[Stored items]
☆ ☆ ☆ ☆ ☆
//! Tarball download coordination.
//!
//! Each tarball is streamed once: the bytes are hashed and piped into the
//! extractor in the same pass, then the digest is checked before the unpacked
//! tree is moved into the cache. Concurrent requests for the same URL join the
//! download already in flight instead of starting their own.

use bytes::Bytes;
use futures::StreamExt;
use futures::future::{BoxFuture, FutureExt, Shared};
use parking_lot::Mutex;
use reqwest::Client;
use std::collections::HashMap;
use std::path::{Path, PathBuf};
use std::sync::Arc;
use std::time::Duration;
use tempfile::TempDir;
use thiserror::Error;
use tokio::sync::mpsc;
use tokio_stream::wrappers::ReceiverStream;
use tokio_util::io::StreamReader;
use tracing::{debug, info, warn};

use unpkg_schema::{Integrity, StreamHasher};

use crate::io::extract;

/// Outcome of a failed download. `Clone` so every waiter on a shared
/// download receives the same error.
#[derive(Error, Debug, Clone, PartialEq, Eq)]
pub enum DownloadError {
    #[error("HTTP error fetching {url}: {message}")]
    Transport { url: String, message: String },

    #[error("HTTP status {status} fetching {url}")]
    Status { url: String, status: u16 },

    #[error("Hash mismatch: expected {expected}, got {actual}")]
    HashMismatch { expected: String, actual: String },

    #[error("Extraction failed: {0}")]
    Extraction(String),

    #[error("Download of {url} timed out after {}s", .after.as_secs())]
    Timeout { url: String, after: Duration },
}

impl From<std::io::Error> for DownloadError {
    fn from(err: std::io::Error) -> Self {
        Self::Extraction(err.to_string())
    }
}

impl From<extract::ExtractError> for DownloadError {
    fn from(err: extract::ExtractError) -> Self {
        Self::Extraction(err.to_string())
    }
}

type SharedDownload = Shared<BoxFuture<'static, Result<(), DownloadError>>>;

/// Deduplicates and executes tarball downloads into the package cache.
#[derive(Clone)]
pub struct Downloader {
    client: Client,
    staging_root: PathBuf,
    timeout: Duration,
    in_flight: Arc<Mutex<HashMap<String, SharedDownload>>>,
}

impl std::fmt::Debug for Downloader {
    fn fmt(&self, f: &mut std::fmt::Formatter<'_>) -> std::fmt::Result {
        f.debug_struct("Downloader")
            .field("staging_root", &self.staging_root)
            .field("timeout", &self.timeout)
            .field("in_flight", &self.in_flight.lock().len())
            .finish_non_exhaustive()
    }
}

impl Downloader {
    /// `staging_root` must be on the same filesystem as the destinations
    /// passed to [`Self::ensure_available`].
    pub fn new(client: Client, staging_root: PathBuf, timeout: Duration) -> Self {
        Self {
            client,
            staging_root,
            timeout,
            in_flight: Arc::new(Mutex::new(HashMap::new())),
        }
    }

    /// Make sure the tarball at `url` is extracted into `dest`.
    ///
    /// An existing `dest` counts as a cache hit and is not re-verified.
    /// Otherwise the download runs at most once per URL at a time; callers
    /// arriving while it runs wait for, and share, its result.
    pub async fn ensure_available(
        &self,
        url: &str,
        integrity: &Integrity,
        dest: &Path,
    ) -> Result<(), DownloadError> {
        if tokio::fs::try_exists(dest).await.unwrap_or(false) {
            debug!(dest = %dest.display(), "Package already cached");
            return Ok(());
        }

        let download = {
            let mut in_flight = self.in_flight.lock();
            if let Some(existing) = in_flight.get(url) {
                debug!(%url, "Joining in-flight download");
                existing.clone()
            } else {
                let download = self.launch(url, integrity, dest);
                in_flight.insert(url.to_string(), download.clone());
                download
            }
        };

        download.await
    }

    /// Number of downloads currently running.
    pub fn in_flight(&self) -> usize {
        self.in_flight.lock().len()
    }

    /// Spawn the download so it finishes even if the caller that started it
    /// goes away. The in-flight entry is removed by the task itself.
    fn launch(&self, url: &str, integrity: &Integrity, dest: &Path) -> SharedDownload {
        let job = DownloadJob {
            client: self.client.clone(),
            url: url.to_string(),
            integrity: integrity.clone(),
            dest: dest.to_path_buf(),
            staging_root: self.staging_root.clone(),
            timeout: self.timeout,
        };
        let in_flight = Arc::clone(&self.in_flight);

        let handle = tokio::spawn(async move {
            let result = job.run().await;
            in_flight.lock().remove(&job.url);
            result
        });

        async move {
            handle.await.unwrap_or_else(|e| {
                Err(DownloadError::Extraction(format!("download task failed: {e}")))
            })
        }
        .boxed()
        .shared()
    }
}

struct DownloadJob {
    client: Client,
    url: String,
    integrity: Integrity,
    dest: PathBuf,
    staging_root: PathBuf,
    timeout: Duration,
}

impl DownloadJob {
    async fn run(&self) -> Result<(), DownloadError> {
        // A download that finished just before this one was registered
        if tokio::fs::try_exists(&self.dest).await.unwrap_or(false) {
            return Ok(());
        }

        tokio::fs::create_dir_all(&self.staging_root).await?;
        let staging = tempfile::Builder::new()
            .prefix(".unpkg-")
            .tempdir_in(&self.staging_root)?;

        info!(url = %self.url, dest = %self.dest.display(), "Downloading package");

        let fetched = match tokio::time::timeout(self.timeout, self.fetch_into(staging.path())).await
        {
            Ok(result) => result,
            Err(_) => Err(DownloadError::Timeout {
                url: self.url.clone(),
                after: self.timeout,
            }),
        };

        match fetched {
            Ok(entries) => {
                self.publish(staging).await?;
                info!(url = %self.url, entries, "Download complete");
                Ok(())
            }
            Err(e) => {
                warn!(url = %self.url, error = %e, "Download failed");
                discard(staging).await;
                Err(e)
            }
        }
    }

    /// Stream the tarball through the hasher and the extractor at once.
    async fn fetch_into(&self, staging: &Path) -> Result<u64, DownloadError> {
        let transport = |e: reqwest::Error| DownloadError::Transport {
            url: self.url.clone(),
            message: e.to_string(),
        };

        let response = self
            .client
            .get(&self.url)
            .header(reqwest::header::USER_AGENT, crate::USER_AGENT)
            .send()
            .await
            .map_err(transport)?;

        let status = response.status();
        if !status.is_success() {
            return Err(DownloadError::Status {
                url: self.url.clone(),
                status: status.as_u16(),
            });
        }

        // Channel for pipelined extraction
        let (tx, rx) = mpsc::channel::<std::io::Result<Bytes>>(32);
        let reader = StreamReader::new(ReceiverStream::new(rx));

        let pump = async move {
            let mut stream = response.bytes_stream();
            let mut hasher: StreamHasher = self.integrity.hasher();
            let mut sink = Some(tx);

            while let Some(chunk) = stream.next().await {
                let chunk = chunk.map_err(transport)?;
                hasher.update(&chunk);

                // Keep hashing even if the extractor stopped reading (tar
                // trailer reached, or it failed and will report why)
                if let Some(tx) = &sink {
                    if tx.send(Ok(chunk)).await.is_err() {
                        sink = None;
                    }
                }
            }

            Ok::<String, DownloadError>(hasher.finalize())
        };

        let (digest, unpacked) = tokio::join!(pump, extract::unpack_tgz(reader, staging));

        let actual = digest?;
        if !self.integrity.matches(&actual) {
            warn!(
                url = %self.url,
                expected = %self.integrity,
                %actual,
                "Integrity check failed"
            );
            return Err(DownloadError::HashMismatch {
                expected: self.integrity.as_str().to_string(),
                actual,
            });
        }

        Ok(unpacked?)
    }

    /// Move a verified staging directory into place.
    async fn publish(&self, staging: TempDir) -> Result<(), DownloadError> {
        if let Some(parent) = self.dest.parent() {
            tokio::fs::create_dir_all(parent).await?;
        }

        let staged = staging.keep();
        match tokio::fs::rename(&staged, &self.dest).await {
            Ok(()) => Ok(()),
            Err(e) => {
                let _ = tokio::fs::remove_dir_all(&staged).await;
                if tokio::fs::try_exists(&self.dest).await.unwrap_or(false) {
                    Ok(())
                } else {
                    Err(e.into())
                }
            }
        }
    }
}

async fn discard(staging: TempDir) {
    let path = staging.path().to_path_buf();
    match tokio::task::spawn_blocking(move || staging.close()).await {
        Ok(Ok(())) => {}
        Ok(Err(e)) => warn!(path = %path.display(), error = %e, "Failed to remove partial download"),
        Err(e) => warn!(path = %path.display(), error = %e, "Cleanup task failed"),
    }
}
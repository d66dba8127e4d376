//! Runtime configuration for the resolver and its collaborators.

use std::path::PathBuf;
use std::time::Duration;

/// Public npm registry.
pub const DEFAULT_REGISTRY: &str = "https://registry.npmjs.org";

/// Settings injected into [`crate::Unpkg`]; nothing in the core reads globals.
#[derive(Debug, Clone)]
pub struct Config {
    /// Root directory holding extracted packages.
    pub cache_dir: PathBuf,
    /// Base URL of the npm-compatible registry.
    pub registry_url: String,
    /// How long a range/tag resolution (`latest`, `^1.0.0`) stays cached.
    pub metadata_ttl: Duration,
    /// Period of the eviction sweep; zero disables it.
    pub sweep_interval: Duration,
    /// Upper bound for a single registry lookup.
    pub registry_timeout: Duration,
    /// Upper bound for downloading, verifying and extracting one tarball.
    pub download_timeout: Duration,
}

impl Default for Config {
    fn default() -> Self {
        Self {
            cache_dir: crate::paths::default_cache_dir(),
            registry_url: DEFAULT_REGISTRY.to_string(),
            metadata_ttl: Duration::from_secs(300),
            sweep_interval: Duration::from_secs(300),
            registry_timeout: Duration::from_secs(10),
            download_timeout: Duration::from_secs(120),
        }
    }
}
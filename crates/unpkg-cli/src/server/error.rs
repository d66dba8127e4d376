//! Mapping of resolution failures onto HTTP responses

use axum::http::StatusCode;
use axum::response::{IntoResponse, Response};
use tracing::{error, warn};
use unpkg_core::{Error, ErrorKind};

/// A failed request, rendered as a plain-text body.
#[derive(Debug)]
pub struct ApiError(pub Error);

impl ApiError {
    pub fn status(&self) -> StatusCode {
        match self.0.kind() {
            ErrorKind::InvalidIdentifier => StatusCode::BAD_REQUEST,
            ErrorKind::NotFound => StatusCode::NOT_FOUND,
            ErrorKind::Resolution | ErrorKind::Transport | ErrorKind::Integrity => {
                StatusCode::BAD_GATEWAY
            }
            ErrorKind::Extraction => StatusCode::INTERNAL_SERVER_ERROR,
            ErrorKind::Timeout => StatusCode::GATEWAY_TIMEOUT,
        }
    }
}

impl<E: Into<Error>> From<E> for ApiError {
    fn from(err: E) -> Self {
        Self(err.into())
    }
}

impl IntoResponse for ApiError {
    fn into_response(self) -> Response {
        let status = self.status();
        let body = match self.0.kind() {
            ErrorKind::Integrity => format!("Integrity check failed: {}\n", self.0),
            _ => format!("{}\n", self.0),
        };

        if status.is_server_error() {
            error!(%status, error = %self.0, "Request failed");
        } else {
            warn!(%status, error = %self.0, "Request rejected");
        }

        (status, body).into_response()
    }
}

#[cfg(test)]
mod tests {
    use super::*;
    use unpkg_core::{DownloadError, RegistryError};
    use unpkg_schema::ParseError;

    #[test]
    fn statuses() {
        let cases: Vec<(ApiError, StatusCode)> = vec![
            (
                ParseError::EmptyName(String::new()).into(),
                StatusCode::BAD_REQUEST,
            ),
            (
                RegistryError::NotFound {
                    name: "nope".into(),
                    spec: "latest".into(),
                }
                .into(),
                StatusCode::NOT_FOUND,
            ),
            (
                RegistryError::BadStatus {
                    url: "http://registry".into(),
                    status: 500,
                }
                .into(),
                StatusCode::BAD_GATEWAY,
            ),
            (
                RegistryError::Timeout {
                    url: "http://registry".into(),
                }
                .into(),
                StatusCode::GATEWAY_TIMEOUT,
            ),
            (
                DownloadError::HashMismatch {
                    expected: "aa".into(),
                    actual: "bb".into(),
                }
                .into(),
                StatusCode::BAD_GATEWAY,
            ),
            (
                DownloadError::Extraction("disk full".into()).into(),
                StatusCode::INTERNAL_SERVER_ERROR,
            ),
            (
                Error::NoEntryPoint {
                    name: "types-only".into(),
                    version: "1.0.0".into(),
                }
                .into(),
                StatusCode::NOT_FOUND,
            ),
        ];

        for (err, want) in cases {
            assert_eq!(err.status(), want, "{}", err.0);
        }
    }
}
☆ ☆ ☆ ☆ ☆
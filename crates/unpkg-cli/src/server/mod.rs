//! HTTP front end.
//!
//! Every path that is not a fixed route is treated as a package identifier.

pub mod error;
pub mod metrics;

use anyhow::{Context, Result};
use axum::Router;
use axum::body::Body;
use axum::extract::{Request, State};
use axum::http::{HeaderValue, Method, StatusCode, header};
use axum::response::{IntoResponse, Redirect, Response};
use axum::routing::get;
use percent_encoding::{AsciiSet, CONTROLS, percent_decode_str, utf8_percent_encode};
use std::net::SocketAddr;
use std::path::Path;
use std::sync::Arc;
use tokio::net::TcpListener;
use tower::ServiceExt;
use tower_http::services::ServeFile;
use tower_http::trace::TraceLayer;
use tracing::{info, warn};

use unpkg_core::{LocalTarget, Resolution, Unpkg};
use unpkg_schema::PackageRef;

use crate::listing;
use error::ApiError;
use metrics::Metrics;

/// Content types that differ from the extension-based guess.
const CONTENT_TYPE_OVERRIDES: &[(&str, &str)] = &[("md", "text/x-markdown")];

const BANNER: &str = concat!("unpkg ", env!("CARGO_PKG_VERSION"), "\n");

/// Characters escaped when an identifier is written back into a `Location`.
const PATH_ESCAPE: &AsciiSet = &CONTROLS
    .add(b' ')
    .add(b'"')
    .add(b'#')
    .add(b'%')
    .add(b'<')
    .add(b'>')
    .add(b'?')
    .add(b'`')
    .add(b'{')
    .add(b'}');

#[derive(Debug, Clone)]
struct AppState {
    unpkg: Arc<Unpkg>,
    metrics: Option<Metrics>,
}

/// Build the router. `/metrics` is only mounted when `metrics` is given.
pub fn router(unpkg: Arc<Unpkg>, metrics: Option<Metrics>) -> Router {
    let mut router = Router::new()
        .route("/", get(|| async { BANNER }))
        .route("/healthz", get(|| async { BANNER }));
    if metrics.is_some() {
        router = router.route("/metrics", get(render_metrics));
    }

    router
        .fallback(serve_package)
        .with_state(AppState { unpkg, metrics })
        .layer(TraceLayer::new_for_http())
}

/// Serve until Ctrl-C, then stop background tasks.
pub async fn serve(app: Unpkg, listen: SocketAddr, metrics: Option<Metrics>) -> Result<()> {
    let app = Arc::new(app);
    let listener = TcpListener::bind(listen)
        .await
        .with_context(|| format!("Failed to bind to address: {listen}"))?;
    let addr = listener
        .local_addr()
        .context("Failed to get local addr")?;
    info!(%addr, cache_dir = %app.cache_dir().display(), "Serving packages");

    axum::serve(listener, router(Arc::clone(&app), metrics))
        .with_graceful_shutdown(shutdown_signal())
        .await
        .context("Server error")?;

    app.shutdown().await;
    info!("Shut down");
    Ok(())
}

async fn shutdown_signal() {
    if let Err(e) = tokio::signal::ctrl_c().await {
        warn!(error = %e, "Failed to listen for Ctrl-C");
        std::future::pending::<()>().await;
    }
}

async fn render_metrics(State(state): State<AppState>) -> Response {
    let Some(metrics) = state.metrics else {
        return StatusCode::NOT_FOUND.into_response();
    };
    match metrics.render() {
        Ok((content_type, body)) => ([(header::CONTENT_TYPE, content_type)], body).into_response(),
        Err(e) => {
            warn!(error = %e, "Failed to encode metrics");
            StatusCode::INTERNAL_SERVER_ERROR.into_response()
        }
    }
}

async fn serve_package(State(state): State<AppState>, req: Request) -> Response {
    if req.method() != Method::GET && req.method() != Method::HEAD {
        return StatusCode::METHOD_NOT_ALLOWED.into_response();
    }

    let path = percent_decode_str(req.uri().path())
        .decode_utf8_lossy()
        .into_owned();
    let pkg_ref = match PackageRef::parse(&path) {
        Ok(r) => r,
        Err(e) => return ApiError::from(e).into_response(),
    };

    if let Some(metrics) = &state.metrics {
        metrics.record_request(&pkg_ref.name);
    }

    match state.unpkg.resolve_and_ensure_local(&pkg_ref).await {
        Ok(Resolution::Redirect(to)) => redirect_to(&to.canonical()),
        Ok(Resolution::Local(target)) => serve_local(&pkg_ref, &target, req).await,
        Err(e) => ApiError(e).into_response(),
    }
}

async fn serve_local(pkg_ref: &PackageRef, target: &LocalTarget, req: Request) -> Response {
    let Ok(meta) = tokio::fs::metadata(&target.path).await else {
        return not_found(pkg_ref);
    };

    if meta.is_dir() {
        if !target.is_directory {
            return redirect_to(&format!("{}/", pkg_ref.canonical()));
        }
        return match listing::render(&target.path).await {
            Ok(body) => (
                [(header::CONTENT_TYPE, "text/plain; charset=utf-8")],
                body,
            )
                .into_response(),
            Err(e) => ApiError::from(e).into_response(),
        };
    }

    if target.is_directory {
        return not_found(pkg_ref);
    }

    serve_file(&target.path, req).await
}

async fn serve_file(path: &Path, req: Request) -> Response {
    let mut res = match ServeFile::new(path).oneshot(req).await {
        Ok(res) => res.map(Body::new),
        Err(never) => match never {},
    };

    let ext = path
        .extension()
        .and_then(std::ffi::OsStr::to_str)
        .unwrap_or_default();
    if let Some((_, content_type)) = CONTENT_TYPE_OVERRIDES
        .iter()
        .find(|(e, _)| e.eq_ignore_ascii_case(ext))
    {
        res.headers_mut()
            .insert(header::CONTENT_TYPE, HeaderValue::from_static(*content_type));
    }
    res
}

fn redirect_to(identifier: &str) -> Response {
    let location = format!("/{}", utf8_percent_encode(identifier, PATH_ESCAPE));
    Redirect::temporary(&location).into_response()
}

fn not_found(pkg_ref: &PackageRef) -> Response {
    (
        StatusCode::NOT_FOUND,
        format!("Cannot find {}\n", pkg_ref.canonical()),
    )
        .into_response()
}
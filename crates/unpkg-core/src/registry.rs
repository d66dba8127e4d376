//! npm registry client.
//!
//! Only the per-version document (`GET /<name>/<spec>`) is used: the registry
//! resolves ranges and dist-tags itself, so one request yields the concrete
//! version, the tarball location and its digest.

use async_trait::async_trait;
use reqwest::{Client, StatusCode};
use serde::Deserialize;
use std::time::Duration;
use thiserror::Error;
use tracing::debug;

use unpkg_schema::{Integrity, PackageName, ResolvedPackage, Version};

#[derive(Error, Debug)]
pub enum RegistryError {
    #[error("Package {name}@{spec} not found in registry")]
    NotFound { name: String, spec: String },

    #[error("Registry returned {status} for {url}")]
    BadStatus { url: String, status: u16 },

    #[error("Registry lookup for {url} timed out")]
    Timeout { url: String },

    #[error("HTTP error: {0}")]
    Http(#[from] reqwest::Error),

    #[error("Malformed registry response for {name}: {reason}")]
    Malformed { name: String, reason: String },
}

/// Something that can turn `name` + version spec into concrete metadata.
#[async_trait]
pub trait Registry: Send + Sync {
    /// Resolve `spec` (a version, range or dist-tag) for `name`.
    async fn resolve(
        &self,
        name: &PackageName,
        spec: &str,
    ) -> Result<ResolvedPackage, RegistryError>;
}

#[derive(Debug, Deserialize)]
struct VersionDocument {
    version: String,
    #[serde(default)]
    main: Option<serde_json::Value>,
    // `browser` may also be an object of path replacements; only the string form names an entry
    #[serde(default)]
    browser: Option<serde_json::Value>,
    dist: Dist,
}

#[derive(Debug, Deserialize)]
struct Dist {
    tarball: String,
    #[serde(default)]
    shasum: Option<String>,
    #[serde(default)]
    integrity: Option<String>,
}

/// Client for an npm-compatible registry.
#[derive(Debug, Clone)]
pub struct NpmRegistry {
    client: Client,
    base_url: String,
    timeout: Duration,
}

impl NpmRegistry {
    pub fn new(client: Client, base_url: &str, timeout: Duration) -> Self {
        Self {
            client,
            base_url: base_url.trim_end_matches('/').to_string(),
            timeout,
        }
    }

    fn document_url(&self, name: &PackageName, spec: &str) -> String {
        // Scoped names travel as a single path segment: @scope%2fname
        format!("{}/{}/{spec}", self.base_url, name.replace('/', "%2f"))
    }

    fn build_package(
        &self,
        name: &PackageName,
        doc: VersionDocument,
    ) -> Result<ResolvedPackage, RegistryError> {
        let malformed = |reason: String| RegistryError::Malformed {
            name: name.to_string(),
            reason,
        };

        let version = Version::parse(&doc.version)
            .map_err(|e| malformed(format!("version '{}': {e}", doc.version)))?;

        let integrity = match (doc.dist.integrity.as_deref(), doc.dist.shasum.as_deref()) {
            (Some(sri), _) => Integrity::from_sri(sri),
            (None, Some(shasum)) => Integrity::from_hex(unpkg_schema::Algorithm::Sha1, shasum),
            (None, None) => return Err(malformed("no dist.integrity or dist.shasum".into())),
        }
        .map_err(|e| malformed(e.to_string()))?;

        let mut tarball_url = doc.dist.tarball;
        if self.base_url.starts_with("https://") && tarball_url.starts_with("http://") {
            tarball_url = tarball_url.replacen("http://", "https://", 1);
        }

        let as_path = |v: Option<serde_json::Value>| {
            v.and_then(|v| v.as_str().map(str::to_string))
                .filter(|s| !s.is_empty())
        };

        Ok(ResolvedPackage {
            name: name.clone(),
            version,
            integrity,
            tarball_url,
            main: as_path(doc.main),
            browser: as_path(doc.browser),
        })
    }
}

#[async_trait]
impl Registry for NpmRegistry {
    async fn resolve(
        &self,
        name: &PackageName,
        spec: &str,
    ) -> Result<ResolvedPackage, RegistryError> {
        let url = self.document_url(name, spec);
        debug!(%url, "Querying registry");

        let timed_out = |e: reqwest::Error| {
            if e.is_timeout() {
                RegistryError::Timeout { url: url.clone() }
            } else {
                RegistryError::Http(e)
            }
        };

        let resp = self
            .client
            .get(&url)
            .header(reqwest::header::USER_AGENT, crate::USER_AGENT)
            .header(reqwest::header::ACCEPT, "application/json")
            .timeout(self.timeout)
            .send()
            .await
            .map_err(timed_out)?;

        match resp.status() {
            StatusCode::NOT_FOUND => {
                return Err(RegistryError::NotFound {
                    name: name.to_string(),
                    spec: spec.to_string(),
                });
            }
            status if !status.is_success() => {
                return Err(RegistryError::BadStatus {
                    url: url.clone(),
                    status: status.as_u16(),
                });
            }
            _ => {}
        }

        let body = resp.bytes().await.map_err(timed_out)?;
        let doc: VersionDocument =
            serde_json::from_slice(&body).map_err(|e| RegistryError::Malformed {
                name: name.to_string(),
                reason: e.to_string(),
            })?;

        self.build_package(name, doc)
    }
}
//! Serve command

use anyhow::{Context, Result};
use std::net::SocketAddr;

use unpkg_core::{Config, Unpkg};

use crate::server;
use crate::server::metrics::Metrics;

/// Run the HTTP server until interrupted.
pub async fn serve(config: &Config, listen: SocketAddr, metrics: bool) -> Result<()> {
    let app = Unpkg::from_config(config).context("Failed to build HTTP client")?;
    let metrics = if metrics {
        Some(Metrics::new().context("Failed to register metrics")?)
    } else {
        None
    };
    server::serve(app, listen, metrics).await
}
☆ ☆ ☆ ☆ ☆
◆ **PROMPT**
Among the entries, how many lines carry "pump"? Reply with a number and nothing else.

◆ **REPLY**
2